How to Be a Retronaut




When Forrest Gump was first released, what focussed the attention of the public wasn’t its appalling caricature of the counterculture of the nineteen-sixties and seventies, nor its reactionary hollowing out of history. It was the digital effects. This may seem quaint now, especially if one considers that so much ground had already been broken – and in more spectacular fashion – by the likes of Terminator 2 and Jurassic Park. But maybe it was just that fact: that Gump’s digital effects weren’t overtly spectacular, nor used to depict the extraordinary, but fit in rather within a more classic kind of storytelling in the tradition of great American cinema. Think It’s a Wonderful Life with the benefit of modern post-production: so not a radically changed film, but one that made full use of the available technology of our time – as Frank Capra did in his – in order to achieve maximum photographic realism.

A lot was made in the marketing of the picture about the feather carried by the wind in the opening and closing sequences: a feather that was tracked with uncanny precision and grace by Robert Zemeckis’ aerial shot, except of course it didn’t magically land at Forrest’s feet simply because it wasn’t there when the camera was rolling: it was inserted later by Ken Ralston’s team of digital artists. Somehow, that filmmakers could conjure that feather into existence seemed just as momentous as the coming to life on the screen of Spielberg’s T-Rex the year before. It was a new kind of magic.

That this magic in Forrest Gump served also the very peculiar and far from innocent purpose of rewriting post-War American history from a disconsolately conservative perspective later became the subject of extensive critical attention. However this concerns me today only in passing. I want to show how some of the sequences implicated in this manipulation of the shared historical record were also precursors to a seemingly less politically charged but also far more prevalent relationship with our mediated past. It’s a relationship that has virtually come to define internet culture, and culture more generally.


Tom Hanks next to JFK. But also, Tom Hanks next to John Lennon. Tom Hanks next to Richard Nixon. Tom Hanks who picks up the notebook dropped by a black student at the newly desegregated University of Alabama. And so forth. It is in these scenes that Gump’s use of digital effects is at its most self-conscious, inviting the spectator to marvel at the technology that allows the film to literally write its lead character into the country’s history. This leads to an ontological paradox whereby the seamlessness of the insertion from the point of view of its photographic realism should be – but isn’t – negated by the fact that spectator is fully aware of the deception. Or, to put it another way: we admire how real those images look precisely because we know that they have been forged, and the manner in which they have been forged.
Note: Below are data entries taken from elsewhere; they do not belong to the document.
use std::collections::BTreeSet;
use std::sync::Arc;

use super::*;
use crate::params::{
    MemoryParameterStore, ParamCategory, ParameterCache, ParameterCacheConfig, ParameterSet,
};
use crate::request::{JobPricingDraft, ValidationError};

const LONG_DESCRIPTION: &str = "Builds statistical and machine learning models for demand \
forecasting, partners with product teams, and owns experimentation design end to end.";

fn seeded_params() -> ParameterSet {
    ParameterSet::new("2026-q3")
        .band("entry", 50_000.0, 70_000.0)
        .band("junior", 65_000.0, 85_000.0)
        .band("mid", 80_000.0, 110_000.0)
        .band("senior", 100_000.0, 140_000.0)
        .factor(ParamCategory::IndustryAdjustment, "default", 1.0)
        .factor(ParamCategory::IndustryAdjustment, "Technology", 1.0)
        .factor(ParamCategory::IndustryAdjustment, "Finance", 1.10)
        .factor(ParamCategory::CompanySizeFactor, "default", 1.0)
        .factor(ParamCategory::CompanySizeFactor, "enterprise", 1.05)
        .factor(ParamCategory::LocationIndex, "Singapore", 1.0)
        .factor(ParamCategory::LocationIndex, "San Francisco", 1.25)
        .factor(ParamCategory::SkillPremium, "rust", 0.30)
        .factor(ParamCategory::SkillPremium, "kubernetes", 0.30)
        .factor(ParamCategory::SkillPremium, "sql", 0.05)
}

fn cache_for(set: ParameterSet) -> ParameterCache {
    let store = Arc::new(MemoryParameterStore::new(set).unwrap());
    ParameterCache::new(store, ParameterCacheConfig::default()).unwrap()
}

fn calculator() -> PricingCalculator {
    PricingCalculator::new(PricingConfig::default()).unwrap()
}

fn inputs(years: f64) -> PricingInputs {
    PricingInputs {
        years,
        experience_given: true,
        location: None,
        skills: Vec::new(),
        industry: None,
        company_size: None,
        description_chars: LONG_DESCRIPTION.len(),
    }
}

fn scenario_a_inputs() -> PricingInputs {
    let request = JobPricingDraft::new("Senior Data Scientist", LONG_DESCRIPTION)
        .experience(5.0, 10.0)
        .industry("Technology")
        .location("Singapore")
        .validate()
        .unwrap();
    PricingInputs::from_request(&request, None).unwrap()
}

#[tokio::test]
async fn test_scenario_a_figures() {
    let cache = cache_for(seeded_params());
    let result = calculator().price(&scenario_a_inputs(), &cache).await.unwrap();

    assert_eq!(result.breakdown.experience_bucket, ExperienceBucket::Senior);
    assert!((result.breakdown.experience_multiplier - 1.225).abs() < 1e-12);
    assert_eq!(result.breakdown.base_salary, Money::from_major(120_000));
    assert_eq!(result.target_salary, Money::from_major(147_000));
    assert_eq!(result.recommended_min, Money::from_major(117_600));
    assert_eq!(result.recommended_max, Money::from_major(176_400));
    assert_eq!(result.percentiles.p50, Money::from_major(147_000));
    assert_eq!(result.percentiles.p10, Money::from_major(110_250));
    assert_eq!(result.percentiles.p90, Money::from_major(183_750));
    assert_eq!(result.currency, "USD");
    assert_eq!(result.parameter_version, "2026-q3");

    // 70 + 10 (description) + 0 (no skills) + 5 (experience) + 5 (location)
    assert_eq!(result.confidence_score, 90);
    assert_eq!(result.confidence_level, ConfidenceLevel::High);
}

#[tokio::test]
async fn test_experience_multiplier_capped() {
    let cache = cache_for(seeded_params().band("lead", 130_000.0, 170_000.0));
    for years in [15.0, 25.0, 60.0] {
        let result = calculator().price(&inputs(years), &cache).await.unwrap();
        assert!(result.breakdown.experience_multiplier <= 1.45);
        assert!((result.breakdown.experience_multiplier - 1.45).abs() < 1e-12);
    }
}

#[tokio::test]
async fn test_skill_premium_capped() {
    let cache = cache_for(seeded_params());
    let mut inputs = inputs(5.0);
    inputs.skills = vec!["Rust".into(), "Kubernetes".into(), "SQL".into()];

    let result = calculator().price(&inputs, &cache).await.unwrap();
    assert!((result.breakdown.skill_premium_uncapped - 0.65).abs() < 1e-9);
    assert!((result.breakdown.skill_premium - 0.50).abs() < 1e-12);
    assert_eq!(result.breakdown.matched_skills.len(), 3);
    assert!(result.rationale.contains("capped"));
}

#[tokio::test]
async fn test_unmatched_skills_lower_confidence() {
    let cache = cache_for(seeded_params());
    let mut inputs = inputs(5.0);
    inputs.skills = vec!["Rust".into(), "COBOL".into()];

    let result = calculator().price(&inputs, &cache).await.unwrap();
    assert_eq!(result.breakdown.unmatched_skills, vec!["COBOL".to_string()]);
    // 70 + 10 + 5 (half the skills) + 5 (experience)
    assert_eq!(result.confidence_score, 90);
}

#[tokio::test]
async fn test_missing_band_is_parameter_not_found() {
    let cache = cache_for(seeded_params());
    let err = calculator().price(&inputs(12.0), &cache).await.unwrap_err();
    assert_eq!(
        err,
        PricingError::ParameterNotFound {
            category: ParamCategory::SalaryBand,
            key: "lead".to_string()
        }
    );
}

#[tokio::test]
async fn test_unknown_location_fail_fast() {
    let cache = cache_for(seeded_params());
    let mut inputs = inputs(5.0);
    inputs.location = Some("Atlantis".into());

    let err = calculator().price(&inputs, &cache).await.unwrap_err();
    assert_eq!(
        err,
        PricingError::ParameterNotFound {
            category: ParamCategory::LocationIndex,
            key: "atlantis".to_string()
        }
    );
}

#[tokio::test]
async fn test_unknown_location_neutral_policy() {
    let cache = cache_for(seeded_params());
    let calculator = PricingCalculator::new(
        PricingConfig::default().with_unresolved_location(UnresolvedLocationPolicy::Neutral),
    )
    .unwrap();
    let mut with_atlantis = inputs(5.0);
    with_atlantis.location = Some("Atlantis".into());

    let result = calculator.price(&with_atlantis, &cache).await.unwrap();
    assert_eq!(result.breakdown.location.value, 1.0);
    assert!(result.breakdown.location.fallback);
    assert_eq!(result.breakdown.location.key.as_deref(), Some("atlantis"));
    assert!(result.rationale.contains("atlantis, fallback"));

    let baseline = calculator.price(&inputs(5.0), &cache).await.unwrap();
    assert_eq!(result.target_salary, baseline.target_salary);
}

#[tokio::test]
async fn test_location_factor_applied() {
    let cache = cache_for(seeded_params());
    let mut sf = inputs(5.0);
    sf.location = Some("san francisco".into());

    let base = calculator().price(&inputs(5.0), &cache).await.unwrap();
    let result = calculator().price(&sf, &cache).await.unwrap();
    assert_eq!(
        result.target_salary,
        base.target_salary.scale(1.25).unwrap()
    );
}

#[tokio::test]
async fn test_unknown_industry_uses_default_row_flagged() {
    let cache = cache_for(seeded_params());
    let mut inputs = inputs(5.0);
    inputs.industry = Some("Aerospace".into());
    inputs.company_size = Some("Enterprise".into());

    let result = calculator().price(&inputs, &cache).await.unwrap();
    assert_eq!(result.breakdown.industry.key.as_deref(), Some("default"));
    assert!(result.breakdown.industry.fallback);
    assert_eq!(result.breakdown.company_size.key.as_deref(), Some("enterprise"));
    assert!(!result.breakdown.company_size.fallback);
    assert!((result.breakdown.company_size.value - 1.05).abs() < 1e-12);
}

#[tokio::test]
async fn test_missing_default_row_is_parameter_not_found() {
    let set = ParameterSet::new("broken")
        .band("mid", 80_000.0, 110_000.0)
        .factor(ParamCategory::IndustryAdjustment, "default", 1.0);
    let cache = cache_for(set);

    let err = calculator().price(&inputs(5.0), &cache).await.unwrap_err();
    assert_eq!(
        err,
        PricingError::ParameterNotFound {
            category: ParamCategory::CompanySizeFactor,
            key: "default".to_string()
        }
    );
}

#[tokio::test]
async fn test_band_ordering_and_confidence_range_hold_across_inputs() {
    let cache = cache_for(seeded_params().band("lead", 130_000.0, 170_000.0));
    let calculator = calculator();
    let skill_sets: [&[&str]; 3] = [&[], &["rust"], &["rust", "kubernetes", "sql", "cobol"]];

    for years in [0.0, 1.5, 3.0, 6.0, 9.9, 10.0, 30.0] {
        for skills in skill_sets {
            for location in [None, Some("Singapore"), Some("San Francisco")] {
                let mut inputs = inputs(years);
                inputs.skills = skills.iter().map(|s| s.to_string()).collect();
                inputs.location = location.map(str::to_string);

                let r = calculator.price(&inputs, &cache).await.unwrap();
                assert!(r.recommended_min <= r.target_salary);
                assert!(r.target_salary <= r.recommended_max);
                assert!(r.confidence_score <= 100);
                assert!(r.breakdown.skill_premium <= 0.50);
                assert!(r.breakdown.experience_multiplier <= 1.45);
                let p = r.percentiles;
                assert!(p.p10 <= p.p25 && p.p25 <= p.p50 && p.p50 <= p.p75 && p.p75 <= p.p90);
            }
        }
    }
}

#[tokio::test]
async fn test_compute_is_deterministic() {
    let cache = cache_for(seeded_params());
    let calculator = calculator();
    let mut inputs = scenario_a_inputs();
    inputs.skills = vec!["sql".into(), "rust".into()];

    let factors = calculator.resolve_factors(&inputs, &cache).await.unwrap();
    let first = calculator.compute(&factors).unwrap();
    let second = calculator.compute(&factors).unwrap();

    assert_eq!(first, second);
    assert_eq!(
        serde_json::to_vec(&first).unwrap(),
        serde_json::to_vec(&second).unwrap()
    );
    assert_eq!(first.fingerprint().unwrap(), second.fingerprint().unwrap());
}

#[tokio::test]
async fn test_monthly_period() {
    let cache = cache_for(seeded_params());
    let config = PricingConfig {
        period: PayPeriod::Monthly,
        ..Default::default()
    };
    let result = PricingCalculator::new(config)
        .unwrap()
        .price(&scenario_a_inputs(), &cache)
        .await
        .unwrap();
    assert_eq!(result.period, PayPeriod::Monthly);
    assert_eq!(result.target_salary, Money::from_minor(1_225_000));
}

#[test]
fn test_compute_guards_invariants() {
    let factors = ResolvedFactors {
        bucket: ExperienceBucket::Mid,
        years: 5.0,
        band_min: -10_000.0,
        band_max: -5_000.0,
        location: AppliedFactor::baseline(),
        matched_skills: Vec::new(),
        unmatched_skills: Vec::new(),
        industry: AppliedFactor::baseline(),
        company_size: AppliedFactor::baseline(),
        experience_given: true,
        location_given: false,
        description_chars: 0,
        versions: BTreeSet::from(["v".to_string()]),
    };
    assert!(matches!(
        calculator().compute(&factors),
        Err(PricingError::CalculationInvariant { .. })
    ));
}

#[test]
fn test_confidence_level_thresholds() {
    assert_eq!(ConfidenceLevel::from_score(100), ConfidenceLevel::High);
    assert_eq!(ConfidenceLevel::from_score(85), ConfidenceLevel::High);
    assert_eq!(ConfidenceLevel::from_score(84), ConfidenceLevel::Medium);
    assert_eq!(ConfidenceLevel::from_score(70), ConfidenceLevel::Medium);
    assert_eq!(ConfidenceLevel::from_score(69), ConfidenceLevel::Low);

    let levels: Vec<_> = (0..=100u8).map(ConfidenceLevel::from_score).collect();
    assert!(levels.windows(2).all(|w| w[0] <= w[1]));
}

#[test]
fn test_pricing_config_validation() {
    assert!(PricingConfig::default().validate().is_ok());

    let bad_band = PricingConfig {
        band: BandMultipliers {
            lower: 1.1,
            upper: 1.2,
        },
        ..Default::default()
    };
    assert!(bad_band.validate().is_err());

    let bad_percentiles = PricingConfig {
        percentiles: PercentileMultipliers {
            p25: 0.5,
            ..Default::default()
        },
        ..Default::default()
    };
    assert!(bad_percentiles.validate().is_err());

    let bad_currency = PricingConfig {
        currency: "usd".into(),
        ..Default::default()
    };
    assert!(matches!(
        bad_currency.validate(),
        Err(PricingError::InvalidConfig { .. })
    ));

    let bad_cap = PricingConfig {
        experience_multiplier_cap: 0.9,
        ..Default::default()
    };
    assert!(PricingCalculator::new(bad_cap).is_err());
}

#[test]
fn test_inputs_experience_resolution() {
    let one_bound = JobPricingDraft {
        years_min: Some(4.0),
        ..JobPricingDraft::new("Engineer", "Writes code")
    }
    .validate()
    .unwrap();
    let inputs = PricingInputs::from_request(&one_bound, Some("lead")).unwrap();
    assert_eq!(inputs.years, 4.0);
    assert!(inputs.experience_given);

    let no_bounds = JobPricingDraft::new("Engineer", "Writes code").validate().unwrap();
    let inputs = PricingInputs::from_request(&no_bounds, Some("Senior")).unwrap();
    assert_eq!(inputs.years, 8.5);
    assert!(!inputs.experience_given);

    assert_eq!(
        PricingInputs::from_request(&no_bounds, None),
        Err(ValidationError::ExperienceUnresolved)
    );
    assert_eq!(
        PricingInputs::from_request(&no_bounds, Some("wizard")),
        Err(ValidationError::ExperienceUnresolved)
    );
}

#[test]
fn test_policy_parsing() {
    assert_eq!(
        "neutral".parse::<UnresolvedLocationPolicy>(),
        Ok(UnresolvedLocationPolicy::Neutral)
    );
    assert_eq!(
        "FAIL_FAST".parse::<UnresolvedLocationPolicy>(),
        Ok(UnresolvedLocationPolicy::FailFast)
    );
    assert!("maybe".parse::<UnresolvedLocationPolicy>().is_err());
    assert_eq!("monthly".parse::<PayPeriod>(), Ok(PayPeriod::Monthly));
}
Photographic manipulation of course is as old as the medium, but I think there is merit in the argument that with digital technologies there has been a step change, and we have entered a post-photographic era in which the existence of the objective referent that used to be a defining feature of the medium (for instance according to Barthes) can no longer be assumed under practically any circumstance. Gump’s historical mashups have been used to illustrate just this point. However an aspect that is less often remarked upon is how silly and full of bathos these sequences are. Forrest tells JFK that he needs to pee, bares his buttocks in front of Lyndon Johnson, discusses hotel arrangements with Nixon (he’s staying at the Watergate, of course), inspires Lennon to come up with the lyrics of 'Imagine'. In every instance, while it is ostensibly Hanks’ character that provides the comedy, who gets ridiculed are his historical counterparts, and what gets trivialised – for the sake of jokes that are every bit as laboured and unfunny as the technical execution of the sequences is sophisticated – is capital-aitch History.

If there is satirical intent in any of this, it’s hard to see the point of it. It seems to me rather that the object of these sequences is the very act of toying with the past, the demonstration that we can do it, we can alter the record at will. As I say, once the initial wave of critical acclaim for the film subsided, the focus shifted onto its rewriting of four decades of American political and social history. While most of this work is done in more complex and extended sequences, and often quite literally written on the body of the character played by Robin Wright, the manipulation of the archival footage speaks to a disenchanted attitude towards the past that is just as central to its making meaning. 'There is nothing sacred about history' is one of Gump’s core messages, and while it wasn’t a novel one at the time, the newly available digital compositing tools allowed the filmmakers to make it with unprecedented forcefulness.

The author, ca. 1908
Nearly two decades later, that kind of manipulation has become not just routine – it’s everywhere. Every other photo that is put up on Facebook or Flickr has some sort of retro-filter a-la Hipstamatic applied to it. There is no era in poster-art that won’t get cleverly reinvented as alternative past or present. There is no worldwide current event that won’t make Hitler angry, or that cannot be represented as a series of status updates on Facebook. Endless film prequels, the current vogue for period television drama, vintage tastes in fashion and the retromania in pop music described by Simon Reynolds are all manifestations of the folding of the past into the present that defines late postmodernity through the mediation of digital technology.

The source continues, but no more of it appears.